Directions —
Would you give the data below back exactly as it reads?

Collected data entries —

//
// remap.rs
// Nifti-Rtstruct-rs
//
// Collision-safe relabeling of mask volumes: every voxel is first shifted above any remap target,
// then shifted labels are replaced by their new values.
//
// Thales Matheus Mendonça Santos - November 2025

use ndarray::{ArrayBase, DataMut, Dimension};

use crate::error::{Error, Result};
use crate::models::RemapTable;

/// Re-map mask values in place.
///
/// `offset` is added to every voxel, then voxels equal to `old + offset` become `new`.
/// Without the shift, mapping 2 -> 3 and then 3 -> 1 on `[1, 2, 3]` would give `[1, 1, 1]`
/// instead of `[1, 3, 1]`.
///
/// Voxels whose label has no entry in `table` keep `original + offset`; add identity entries to
/// restore them.
///
/// # Errors
///
/// `RemapPrecondition` when `offset` does not exceed the largest label in the volume, or when a
/// new value reaches `offset` (it could then be mistaken for a shifted label still to be mapped).
pub fn remap<S, D>(volume: &mut ArrayBase<S, D>, offset: i64, table: &RemapTable) -> Result<()>
where
    S: DataMut<Elem = f64>,
    D: Dimension,
{
    check_offset(volume, offset, table)?;

    let shift = offset as f64;
    volume.mapv_inplace(|v| v + shift);

    for (&old_value, &new_value) in table {
        let target = (old_value + offset) as f64;
        let replacement = new_value as f64;
        volume.mapv_inplace(|v| if v == target { replacement } else { v });
    }

    Ok(())
}

/// Re-map with the smallest offset that satisfies the preconditions of [`remap`].
pub fn remap_auto<S, D>(volume: &mut ArrayBase<S, D>, table: &RemapTable) -> Result<i64>
where
    S: DataMut<Elem = f64>,
    D: Dimension,
{
    let offset = auto_offset(volume, table);
    remap(volume, offset, table)?;
    Ok(offset)
}

/// One above both the largest label in the volume and the largest new value in the table.
pub fn auto_offset<S, D>(volume: &ArrayBase<S, D>, table: &RemapTable) -> i64
where
    S: ndarray::Data<Elem = f64>,
    D: Dimension,
{
    let max_label = max_label(volume).map_or(0, |m| m.floor() as i64);
    let max_target = table.values().copied().max().unwrap_or(0);
    max_label.max(max_target).max(0) + 1
}

fn max_label<S, D>(volume: &ArrayBase<S, D>) -> Option<f64>
where
    S: ndarray::Data<Elem = f64>,
    D: Dimension,
{
    volume
        .iter()
        .copied()
        .filter(|v| !v.is_nan())
        .fold(None, |acc: Option<f64>, v| Some(acc.map_or(v, |a| a.max(v))))
}

fn check_offset<S, D>(volume: &ArrayBase<S, D>, offset: i64, table: &RemapTable) -> Result<()>
where
    S: ndarray::Data<Elem = f64>,
    D: Dimension,
{
    if let Some(max) = max_label(volume) {
        if offset as f64 <= max {
            return Err(Error::RemapPrecondition {
                offset,
                reason: format!("the volume contains label {max}"),
            });
        }
    }

    if let Some((old, new)) = table.iter().find(|&(_, &new)| new >= offset) {
        return Err(Error::RemapPrecondition {
            offset,
            reason: format!("mapping {old} -> {new} targets a value at or above the offset"),
        });
    }

    Ok(())
}

#[cfg(test)]
mod tests {
    use super::*;
    use ndarray::{arr1, Array3};

    fn table(entries: &[(i64, i64)]) -> RemapTable {
        entries.iter().copied().collect()
    }

    #[test]
    fn mappings_apply_to_original_labels_only() {
        let mut volume = arr1(&[1.0, 2.0, 3.0]);
        remap(&mut volume, 10, &table(&[(2, 3), (3, 1)])).expect("remap");

        // Label 1 has no entry and stays shifted.
        assert_eq!(volume, arr1(&[11.0, 3.0, 1.0]));
    }

    #[test]
    fn identity_entries_restore_unmapped_labels() {
        let mut volume = arr1(&[0.0, 1.0, 2.0, 3.0, 2.0]);
        remap(&mut volume, 10, &table(&[(0, 0), (1, 1), (2, 3), (3, 2)])).expect("remap");
        assert_eq!(volume, arr1(&[0.0, 1.0, 3.0, 2.0, 3.0]));
    }

    #[test]
    fn cyclic_permutation_is_simultaneous() {
        let mut volume = Array3::from_shape_fn((2, 2, 2), |(i, j, k)| ((i + j + k) % 3 + 1) as f64);
        let original = volume.clone();
        let cycle = table(&[(1, 2), (2, 3), (3, 1)]);

        remap(&mut volume, 4, &cycle).expect("remap");

        for (before, after) in original.iter().zip(volume.iter()) {
            let expected = cycle[&(*before as i64)] as f64;
            assert_eq!(*after, expected);
        }
    }

    #[test]
    fn offset_not_above_max_label_is_rejected() {
        let mut volume = arr1(&[1.0, 2.0, 7.0]);
        let err = remap(&mut volume, 7, &table(&[(1, 2)])).unwrap_err();
        assert!(matches!(err, Error::RemapPrecondition { offset: 7, .. }));
        // Nothing is written when the check fails.
        assert_eq!(volume, arr1(&[1.0, 2.0, 7.0]));
    }

    #[test]
    fn new_value_at_offset_is_rejected() {
        // 1 -> 12 would collide with label 2 shifted by 10.
        let mut volume = arr1(&[1.0, 2.0]);
        let err = remap(&mut volume, 10, &table(&[(1, 12), (2, 5)])).unwrap_err();
        assert!(matches!(err, Error::RemapPrecondition { offset: 10, .. }));
    }

    #[test]
    fn auto_offset_clears_labels_and_targets() {
        let volume = arr1(&[0.0, 4.0, 2.0]);
        assert_eq!(auto_offset(&volume, &table(&[(4, 1)])), 5);
        assert_eq!(auto_offset(&volume, &table(&[(4, 9)])), 10);
    }

    #[test]
    fn remap_auto_returns_the_offset_it_used() {
        let mut volume = arr1(&[1.0, 2.0, 3.0]);
        let offset = remap_auto(&mut volume, &table(&[(1, 1), (2, 3), (3, 2)])).expect("remap");
        assert_eq!(offset, 4);
        assert_eq!(volume, arr1(&[1.0, 3.0, 2.0]));
    }
}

Completed task —
//
// remap.rs
// Nifti-Rtstruct-rs
//
// Collision-safe relabeling of mask volumes: every voxel is first shifted above any remap target,
// then shifted labels are replaced by their new values.
//
// Thales Matheus Mendonça Santos - November 2025

use ndarray::{ArrayBase, DataMut, Dimension};

use crate::error::{Error, Result};
use crate::models::RemapTable;

/// Re-map mask values in place.
///
/// `offset` is added to every voxel, then voxels equal to `old + offset` become `new`.
/// Without the shift, mapping 2 -> 3 and then 3 -> 1 on `[1, 2, 3]` would give `[1, 1, 1]`
/// instead of `[1, 3, 1]`.
///
/// Voxels whose label has no entry in `table` keep `original + offset`; add identity entries to
/// restore them.
///
/// # Errors
///
/// `RemapPrecondition` when `offset` does not exceed the largest label in the volume, or when a
/// new value reaches `offset` (it could then be mistaken for a shifted label still to be mapped).
pub fn remap<S, D>(volume: &mut ArrayBase<S, D>, offset: i64, table: &RemapTable) -> Result<()>
where
    S: DataMut<Elem = f64>,
    D: Dimension,
{
    check_offset(volume, offset, table)?;

    let shift = offset as f64;
    volume.mapv_inplace(|v| v + shift);

    for (&old_value, &new_value) in table {
        let target = (old_value + offset) as f64;
        let replacement = new_value as f64;
        volume.mapv_inplace(|v| if v == target { replacement } else { v });
    }

    Ok(())
}

/// Re-map with the smallest offset that satisfies the preconditions of [`remap`].
pub fn remap_auto<S, D>(volume: &mut ArrayBase<S, D>, table: &RemapTable) -> Result<i64>
where
    S: DataMut<Elem = f64>,
    D: Dimension,
{
    let offset = auto_offset(volume, table);
    remap(volume, offset, table)?;
    Ok(offset)
}

/// One above both the largest label in the volume and the largest new value in the table.
pub fn auto_offset<S, D>(volume: &ArrayBase<S, D>, table: &RemapTable) -> i64
where
    S: ndarray::Data<Elem = f64>,
    D: Dimension,
{
    let max_label = max_label(volume).map_or(0, |m| m.floor() as i64);
    let max_target = table.values().copied().max().unwrap_or(0);
    max_label.max(max_target).max(0) + 1
}

fn max_label<S, D>(volume: &ArrayBase<S, D>) -> Option<f64>
where
    S: ndarray::Data<Elem = f64>,
    D: Dimension,
{
    volume
        .iter()
        .copied()
        .filter(|v| !v.is_nan())
        .fold(None, |acc: Option<f64>, v| Some(acc.map_or(v, |a| a.max(v))))
}

fn check_offset<S, D>(volume: &ArrayBase<S, D>, offset: i64, table: &RemapTable) -> Result<()>
where
    S: ndarray::Data<Elem = f64>,
    D: Dimension,
{
    if let Some(max) = max_label(volume) {
        if offset as f64 <= max {
            return Err(Error::RemapPrecondition {
                offset,
                reason: format!("the volume contains label {max}"),
            });
        }
    }

    if let Some((old, new)) = table.iter().find(|&(_, &new)| new >= offset) {
        return Err(Error::RemapPrecondition {
            offset,
            reason: format!("mapping {old} -> {new} targets a value at or above the offset"),
        });
    }

    Ok(())
}

#[cfg(test)]
mod tests {
    use super::*;
    use ndarray::{arr1, Array3};

    fn table(entries: &[(i64, i64)]) -> RemapTable {
        entries.iter().copied().collect()
    }

    #[test]
    fn mappings_apply_to_original_labels_only() {
        let mut volume = arr1(&[1.0, 2.0, 3.0]);
        remap(&mut volume, 10, &table(&[(2, 3), (3, 1)])).expect("remap");

        // Label 1 has no entry and stays shifted.
        assert_eq!(volume, arr1(&[11.0, 3.0, 1.0]));
    }

    #[test]
    fn identity_entries_restore_unmapped_labels() {
        let mut volume = arr1(&[0.0, 1.0, 2.0, 3.0, 2.0]);
        remap(&mut volume, 10, &table(&[(0, 0), (1, 1), (2, 3), (3, 2)])).expect("remap");
        assert_eq!(volume, arr1(&[0.0, 1.0, 3.0, 2.0, 3.0]));
    }

    #[test]
    fn cyclic_permutation_is_simultaneous() {
        let mut volume = Array3::from_shape_fn((2, 2, 2), |(i, j, k)| ((i + j + k) % 3 + 1) as f64);
        let original = volume.clone();
        let cycle = table(&[(1, 2), (2, 3), (3, 1)]);

        remap(&mut volume, 4, &cycle).expect("remap");

        for (before, after) in original.iter().zip(volume.iter()) {
            let expected = cycle[&(*before as i64)] as f64;
            assert_eq!(*after, expected);
        }
    }

    #[test]
    fn offset_not_above_max_label_is_rejected() {
        let mut volume = arr1(&[1.0, 2.0, 7.0]);
        let err = remap(&mut volume, 7, &table(&[(1, 2)])).unwrap_err();
        assert!(matches!(err, Error::RemapPrecondition { offset: 7, .. }));
        // Nothing is written when the check fails.
        assert_eq!(volume, arr1(&[1.0, 2.0, 7.0]));
    }

    #[test]
    fn new_value_at_offset_is_rejected() {
        // 1 -> 12 would collide with label 2 shifted by 10.
        let mut volume = arr1(&[1.0, 2.0]);
        let err = remap(&mut volume, 10, &table(&[(1, 12), (2, 5)])).unwrap_err();
        assert!(matches!(err, Error::RemapPrecondition { offset: 10, .. }));
    }

    #[test]
    fn auto_offset_clears_labels_and_targets() {
        let volume = arr1(&[0.0, 4.0, 2.0]);
        assert_eq!(auto_offset(&volume, &table(&[(4, 1)])), 5);
        assert_eq!(auto_offset(&volume, &table(&[(4, 9)])), 10);
    }

    #[test]
    fn remap_auto_returns_the_offset_it_used() {
        let mut volume = arr1(&[1.0, 2.0, 3.0]);
        let offset = remap_auto(&mut volume, &table(&[(1, 1), (2, 3), (3, 2)])).expect("remap");
        assert_eq!(offset, 4);
        assert_eq!(volume, arr1(&[1.0, 3.0, 2.0]));
    }
}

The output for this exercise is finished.